[What this task involves]:
Please reproduce the records, omitting nothing and changing nothing.

(Dataset entries)
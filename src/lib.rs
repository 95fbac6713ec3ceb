//! Generate AI assistant rule files from templated rules.
//!
//! A rule is a small Markdown template with metadata, identified by a
//! bracketed ID such as `[contexture:languages/go/testing]`. Rules are
//! rendered through a two-stage template pipeline and written in the layout
//! each tool expects (Claude, Cursor, Windsurf). Installed rules are
//! recovered by reading the generated files back.

pub mod config;
pub mod error;
pub mod formats;
pub mod loader;
pub mod models;
pub mod rule_id;
pub mod template;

[Response]:
filename src/lib.rs
repository 95fbac6713ec3ceb
//! Generate AI assistant rule files from templated rules.
//!
//! A rule is a small Markdown template with metadata, identified by a
//! bracketed ID such as `[contexture:languages/go/testing]`. Rules are
//! rendered through a two-stage template pipeline and written in the layout
//! each tool expects (Claude, Cursor, Windsurf). Installed rules are
//! recovered by reading the generated files back.

pub mod config;
pub mod error;
pub mod formats;
pub mod loader;
pub mod models;
pub mod rule_id;
pub mod template;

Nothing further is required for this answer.